If our assets are not sufficient to pay the total liquidation amount in full to all holders of Series T Preferred Stock and all holders of any shares of outstanding parity stock, the amounts paid to the holders of Series T Preferred Stock and other shares of parity stock will be paid pro rata in accordance with the respective total liquidation amount for those holders. If the total liquidation amount per share of Series T Preferred Stock has been paid in full to all holders of Series T Preferred Stock and other shares of parity stock, the holders of our common stock or any other shares ranking, as to such distribution, junior to the Series T Preferred Stock will be entitled to receive all of our remaining assets according to their respective rights and preferences.
For purposes of the liquidation rights, neither the sale, conveyance, exchange or transfer of all or substantially all of our property and assets, nor the consolidation or merger by us with or into any other corporation or by another corporation with or into us, will constitute a liquidation, dissolution or winding-up of our affairs.
Voting Rights.
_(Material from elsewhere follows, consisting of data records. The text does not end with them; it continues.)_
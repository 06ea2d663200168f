//! Post records
//!
//! `Post` is the unit the store holds and queries return: rendered body,
//! resolved category, derived fields filled in, engagement counters. All
//! fields serialize camelCase so the JSON shape matches the host UI's
//! models.

pub mod frontmatter;
pub mod parse;

use chrono::{DateTime, Utc};
use serde::{Deserialize, Serialize};

use crate::id::PostId;
use crate::taxonomy::Category;

pub use frontmatter::Frontmatter;
pub use parse::{parse_post, split_front_matter};

/// A blog document after ingestion
#[derive(Debug, Clone, PartialEq, Serialize, Deserialize)]
#[serde(rename_all = "camelCase")]
pub struct Post {
    pub id: PostId,
    /// Unique within the store; re-ingesting a slug replaces the record
    pub slug: String,
    pub title: String,
    pub excerpt: String,
    /// Rendered display markup (not the raw markdown)
    pub content: String,
    pub author: Author,
    pub category: Category,
    /// Ordered as authored; order is display-significant
    pub tags: Vec<String>,
    pub publish_date: DateTime<Utc>,
    #[serde(skip_serializing_if = "Option::is_none")]
    pub updated_date: Option<DateTime<Utc>>,
    /// Estimated reading time in minutes (always >= 1)
    pub read_time: u32,
    #[serde(skip_serializing_if = "Option::is_none")]
    pub cover_image: Option<String>,
    pub featured: bool,
    /// Drafts are hidden from listings, search, statistics, and
    /// recommendations, but reachable by direct slug lookup
    pub draft: bool,
    pub views: u64,
    pub likes: u64,
    pub seo: SeoMeta,
}

impl Post {
    pub fn is_published(&self) -> bool {
        !self.draft
    }
}

/// Document author
#[derive(Debug, Clone, PartialEq, Serialize, Deserialize)]
#[serde(rename_all = "camelCase")]
pub struct Author {
    pub name: String,
    #[serde(skip_serializing_if = "Option::is_none")]
    pub email: Option<String>,
    #[serde(skip_serializing_if = "Option::is_none")]
    pub avatar: Option<String>,
    #[serde(skip_serializing_if = "Option::is_none")]
    pub bio: Option<String>,
    #[serde(skip_serializing_if = "Option::is_none")]
    pub social_links: Option<SocialLinks>,
}

impl Author {
    /// An author known only by name
    pub fn named(name: impl Into<String>) -> Self {
        Author {
            name: name.into(),
            email: None,
            avatar: None,
            bio: None,
            social_links: None,
        }
    }
}

#[derive(Debug, Clone, PartialEq, Serialize, Deserialize)]
#[serde(rename_all = "camelCase")]
pub struct SocialLinks {
    #[serde(skip_serializing_if = "Option::is_none")]
    pub github: Option<String>,
    #[serde(skip_serializing_if = "Option::is_none")]
    pub linkedin: Option<String>,
    #[serde(skip_serializing_if = "Option::is_none")]
    pub twitter: Option<String>,
    #[serde(skip_serializing_if = "Option::is_none")]
    pub website: Option<String>,
}

/// SEO metadata attached to each post
#[derive(Debug, Clone, PartialEq, Serialize, Deserialize)]
#[serde(rename_all = "camelCase")]
pub struct SeoMeta {
    pub title: String,
    pub description: String,
    pub keywords: Vec<String>,
    #[serde(skip_serializing_if = "Option::is_none")]
    pub og_image: Option<String>,
    #[serde(skip_serializing_if = "Option::is_none")]
    pub canonical: Option<String>,
}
Except as indicated below or otherwise required by law, the holders of Series T Preferred Stock will not have any voting rights.
If the dividends on the Series T Preferred Stock have not been paid for an aggregate of six quarterly dividend periods or more (whether or not consecutive) the authorized number of directors then constituting our board of directors will be increased by two. Holders of Series T Preferred Stock, together with the holders of any outstanding parity stock with like voting rights, referred to as voting parity stock, voting as a single class, will be entitled to elect two additional members of our board of directors, referred to as the preferred stock directors, at the next annual meeting (or at a special meeting called for the purpose of electing the preferred stock directors prior to the next annual meeting) and at each subsequent annual meeting until all accrued and unpaid dividends for all past dividend periods have been paid in full. The election of any preferred stock director is subject to the qualification that the election would not cause us to violate the corporate governance requirement of the NASDAQ Global Select Market (or any other exchange on which our securities may be listed) that listed companies must have a majority of independent directors.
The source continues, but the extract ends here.